#### TASK OBJECTIVE
Using the word "listed" as the filter, copy each matching line from the records.

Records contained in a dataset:
+++

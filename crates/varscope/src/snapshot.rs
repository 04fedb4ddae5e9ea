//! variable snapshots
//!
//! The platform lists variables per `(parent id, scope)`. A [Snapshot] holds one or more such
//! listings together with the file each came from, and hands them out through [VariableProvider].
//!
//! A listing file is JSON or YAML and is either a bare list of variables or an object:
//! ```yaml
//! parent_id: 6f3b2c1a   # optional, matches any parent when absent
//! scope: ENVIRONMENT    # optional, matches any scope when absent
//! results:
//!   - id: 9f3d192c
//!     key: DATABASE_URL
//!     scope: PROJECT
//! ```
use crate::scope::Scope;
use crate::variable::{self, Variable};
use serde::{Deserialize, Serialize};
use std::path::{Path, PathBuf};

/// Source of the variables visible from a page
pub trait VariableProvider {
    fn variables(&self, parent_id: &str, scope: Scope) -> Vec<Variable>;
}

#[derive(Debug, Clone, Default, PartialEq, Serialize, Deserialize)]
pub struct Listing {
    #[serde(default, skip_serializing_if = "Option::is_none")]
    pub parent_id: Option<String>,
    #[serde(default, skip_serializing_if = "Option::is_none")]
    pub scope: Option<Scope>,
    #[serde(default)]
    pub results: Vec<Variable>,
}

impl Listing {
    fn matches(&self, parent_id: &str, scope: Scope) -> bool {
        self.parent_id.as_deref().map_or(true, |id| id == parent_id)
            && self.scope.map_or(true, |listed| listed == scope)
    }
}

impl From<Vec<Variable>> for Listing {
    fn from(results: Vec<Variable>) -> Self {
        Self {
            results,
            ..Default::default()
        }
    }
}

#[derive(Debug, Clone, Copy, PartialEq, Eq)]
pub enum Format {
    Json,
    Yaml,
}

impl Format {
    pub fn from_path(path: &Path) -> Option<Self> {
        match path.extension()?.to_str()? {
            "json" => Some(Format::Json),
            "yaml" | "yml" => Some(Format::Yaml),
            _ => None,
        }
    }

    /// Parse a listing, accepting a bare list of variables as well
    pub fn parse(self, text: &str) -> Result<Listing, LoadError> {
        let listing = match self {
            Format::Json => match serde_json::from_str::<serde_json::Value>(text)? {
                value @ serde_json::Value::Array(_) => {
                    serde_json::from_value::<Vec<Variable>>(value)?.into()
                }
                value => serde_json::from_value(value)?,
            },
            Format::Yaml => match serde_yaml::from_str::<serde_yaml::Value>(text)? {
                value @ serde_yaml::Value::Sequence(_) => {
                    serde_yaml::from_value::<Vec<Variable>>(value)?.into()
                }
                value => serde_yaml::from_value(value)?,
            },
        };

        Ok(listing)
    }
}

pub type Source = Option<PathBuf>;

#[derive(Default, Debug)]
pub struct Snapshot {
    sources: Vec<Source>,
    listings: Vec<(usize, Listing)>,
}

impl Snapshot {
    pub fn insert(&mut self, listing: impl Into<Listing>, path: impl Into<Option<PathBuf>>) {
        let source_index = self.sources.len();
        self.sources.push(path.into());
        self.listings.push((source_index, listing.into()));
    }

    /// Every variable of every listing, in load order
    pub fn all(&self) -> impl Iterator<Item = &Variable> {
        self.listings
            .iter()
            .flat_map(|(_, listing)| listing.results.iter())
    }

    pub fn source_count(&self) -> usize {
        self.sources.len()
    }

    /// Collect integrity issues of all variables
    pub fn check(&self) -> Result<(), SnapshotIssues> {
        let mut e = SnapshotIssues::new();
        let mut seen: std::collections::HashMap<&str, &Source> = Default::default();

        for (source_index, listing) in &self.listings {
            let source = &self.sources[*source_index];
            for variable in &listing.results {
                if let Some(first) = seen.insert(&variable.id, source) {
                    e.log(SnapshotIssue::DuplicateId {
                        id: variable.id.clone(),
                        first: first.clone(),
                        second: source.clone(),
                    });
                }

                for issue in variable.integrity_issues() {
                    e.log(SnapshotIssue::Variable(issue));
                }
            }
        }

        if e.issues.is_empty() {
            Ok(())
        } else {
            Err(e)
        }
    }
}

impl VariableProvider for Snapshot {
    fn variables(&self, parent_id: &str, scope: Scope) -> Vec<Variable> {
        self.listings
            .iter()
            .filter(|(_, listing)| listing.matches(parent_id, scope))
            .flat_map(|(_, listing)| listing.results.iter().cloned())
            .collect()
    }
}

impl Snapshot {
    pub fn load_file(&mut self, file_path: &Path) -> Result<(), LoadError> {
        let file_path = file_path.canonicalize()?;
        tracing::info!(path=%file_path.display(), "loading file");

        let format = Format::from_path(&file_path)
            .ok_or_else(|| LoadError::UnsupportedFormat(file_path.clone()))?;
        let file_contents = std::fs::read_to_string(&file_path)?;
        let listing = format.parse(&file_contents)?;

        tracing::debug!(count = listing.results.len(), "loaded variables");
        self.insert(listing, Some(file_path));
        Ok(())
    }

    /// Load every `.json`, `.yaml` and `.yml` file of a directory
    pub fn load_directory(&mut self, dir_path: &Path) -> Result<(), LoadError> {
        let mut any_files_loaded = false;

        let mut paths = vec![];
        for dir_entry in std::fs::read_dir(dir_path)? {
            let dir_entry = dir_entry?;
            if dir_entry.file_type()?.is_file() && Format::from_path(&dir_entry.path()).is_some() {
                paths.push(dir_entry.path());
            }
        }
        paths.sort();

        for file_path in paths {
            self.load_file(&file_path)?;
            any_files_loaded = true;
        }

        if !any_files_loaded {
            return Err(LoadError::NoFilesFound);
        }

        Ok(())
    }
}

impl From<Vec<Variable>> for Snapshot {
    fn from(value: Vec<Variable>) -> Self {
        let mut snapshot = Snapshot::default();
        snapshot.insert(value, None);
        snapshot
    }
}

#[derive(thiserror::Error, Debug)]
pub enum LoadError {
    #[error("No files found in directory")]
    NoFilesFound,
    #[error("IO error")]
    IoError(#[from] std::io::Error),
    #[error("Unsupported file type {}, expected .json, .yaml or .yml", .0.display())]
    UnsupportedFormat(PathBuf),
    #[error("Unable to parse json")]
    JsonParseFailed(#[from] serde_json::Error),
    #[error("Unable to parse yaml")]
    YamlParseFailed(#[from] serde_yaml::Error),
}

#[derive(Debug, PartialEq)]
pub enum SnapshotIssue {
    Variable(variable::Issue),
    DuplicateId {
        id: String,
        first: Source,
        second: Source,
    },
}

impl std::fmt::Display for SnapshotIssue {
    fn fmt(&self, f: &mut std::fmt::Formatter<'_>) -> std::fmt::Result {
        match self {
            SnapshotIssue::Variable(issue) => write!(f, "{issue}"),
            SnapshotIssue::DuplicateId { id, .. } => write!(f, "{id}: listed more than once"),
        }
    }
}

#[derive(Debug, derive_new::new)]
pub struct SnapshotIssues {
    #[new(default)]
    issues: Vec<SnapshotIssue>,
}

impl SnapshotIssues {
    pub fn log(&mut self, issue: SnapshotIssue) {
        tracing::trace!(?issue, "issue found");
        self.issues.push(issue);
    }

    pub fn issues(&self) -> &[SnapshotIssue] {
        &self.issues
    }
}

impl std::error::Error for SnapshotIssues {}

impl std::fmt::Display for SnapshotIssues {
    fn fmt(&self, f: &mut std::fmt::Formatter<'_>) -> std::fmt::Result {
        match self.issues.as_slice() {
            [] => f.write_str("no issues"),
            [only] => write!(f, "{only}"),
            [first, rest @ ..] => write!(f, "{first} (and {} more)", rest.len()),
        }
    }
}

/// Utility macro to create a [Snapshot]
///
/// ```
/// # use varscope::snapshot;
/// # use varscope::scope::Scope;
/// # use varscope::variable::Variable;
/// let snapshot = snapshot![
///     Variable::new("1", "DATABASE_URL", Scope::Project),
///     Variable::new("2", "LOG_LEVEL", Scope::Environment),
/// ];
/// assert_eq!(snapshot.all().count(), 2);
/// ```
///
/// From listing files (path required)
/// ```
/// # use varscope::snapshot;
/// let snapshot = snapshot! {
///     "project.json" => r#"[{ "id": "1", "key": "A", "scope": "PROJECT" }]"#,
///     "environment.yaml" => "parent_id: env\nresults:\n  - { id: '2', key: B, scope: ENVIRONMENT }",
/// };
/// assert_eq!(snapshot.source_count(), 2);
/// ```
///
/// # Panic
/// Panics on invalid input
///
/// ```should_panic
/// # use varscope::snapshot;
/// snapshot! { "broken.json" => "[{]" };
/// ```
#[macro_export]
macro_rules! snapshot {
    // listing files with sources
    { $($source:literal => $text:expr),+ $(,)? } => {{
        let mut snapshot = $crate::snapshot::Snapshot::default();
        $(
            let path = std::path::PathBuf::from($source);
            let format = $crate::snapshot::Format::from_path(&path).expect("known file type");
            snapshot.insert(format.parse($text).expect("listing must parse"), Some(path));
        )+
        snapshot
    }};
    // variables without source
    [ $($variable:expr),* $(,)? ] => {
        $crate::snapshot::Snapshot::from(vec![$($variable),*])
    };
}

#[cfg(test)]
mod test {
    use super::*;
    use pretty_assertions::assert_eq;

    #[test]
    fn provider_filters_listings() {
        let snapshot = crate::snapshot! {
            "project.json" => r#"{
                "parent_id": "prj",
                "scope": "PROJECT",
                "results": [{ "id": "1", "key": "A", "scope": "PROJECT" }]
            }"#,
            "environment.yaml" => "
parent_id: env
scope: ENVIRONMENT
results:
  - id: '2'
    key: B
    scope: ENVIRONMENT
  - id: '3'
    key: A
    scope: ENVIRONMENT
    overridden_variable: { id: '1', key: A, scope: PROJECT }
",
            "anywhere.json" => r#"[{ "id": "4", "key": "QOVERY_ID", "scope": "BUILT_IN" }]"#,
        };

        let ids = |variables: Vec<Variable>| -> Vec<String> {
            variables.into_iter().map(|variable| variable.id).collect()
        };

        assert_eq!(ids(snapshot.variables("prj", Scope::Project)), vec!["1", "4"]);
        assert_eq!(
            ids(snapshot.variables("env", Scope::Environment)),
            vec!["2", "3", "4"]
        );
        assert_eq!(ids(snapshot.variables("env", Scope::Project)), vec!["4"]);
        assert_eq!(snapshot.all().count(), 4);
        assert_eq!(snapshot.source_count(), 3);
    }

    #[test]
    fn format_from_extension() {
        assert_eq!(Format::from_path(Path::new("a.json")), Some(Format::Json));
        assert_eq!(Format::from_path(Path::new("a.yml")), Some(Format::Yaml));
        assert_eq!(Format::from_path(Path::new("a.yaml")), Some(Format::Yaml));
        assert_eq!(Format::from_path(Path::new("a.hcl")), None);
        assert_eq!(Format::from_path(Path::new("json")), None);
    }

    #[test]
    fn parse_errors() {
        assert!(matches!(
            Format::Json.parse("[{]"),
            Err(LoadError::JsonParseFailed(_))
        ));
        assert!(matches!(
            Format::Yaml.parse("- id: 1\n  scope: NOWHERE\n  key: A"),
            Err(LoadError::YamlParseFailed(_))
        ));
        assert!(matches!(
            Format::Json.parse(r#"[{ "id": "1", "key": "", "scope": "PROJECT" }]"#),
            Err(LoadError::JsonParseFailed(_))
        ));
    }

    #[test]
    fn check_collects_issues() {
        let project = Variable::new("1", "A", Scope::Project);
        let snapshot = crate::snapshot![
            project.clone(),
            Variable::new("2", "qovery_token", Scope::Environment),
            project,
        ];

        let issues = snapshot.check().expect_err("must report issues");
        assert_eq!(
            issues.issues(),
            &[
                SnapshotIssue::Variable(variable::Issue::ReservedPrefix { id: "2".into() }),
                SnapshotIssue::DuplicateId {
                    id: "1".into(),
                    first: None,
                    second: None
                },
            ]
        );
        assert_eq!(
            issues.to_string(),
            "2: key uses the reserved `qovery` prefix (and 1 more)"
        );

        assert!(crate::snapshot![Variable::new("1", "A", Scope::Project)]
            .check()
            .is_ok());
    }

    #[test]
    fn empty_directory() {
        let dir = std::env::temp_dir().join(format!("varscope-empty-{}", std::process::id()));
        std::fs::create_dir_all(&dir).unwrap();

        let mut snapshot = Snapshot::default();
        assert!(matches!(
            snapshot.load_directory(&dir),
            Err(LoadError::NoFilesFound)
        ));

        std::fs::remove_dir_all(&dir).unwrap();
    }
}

+++

#### ANSWER TO THIS TASK
            && self.scope.map_or(true, |listed| listed == scope)
            SnapshotIssue::DuplicateId { id, .. } => write!(f, "{id}: listed more than once"),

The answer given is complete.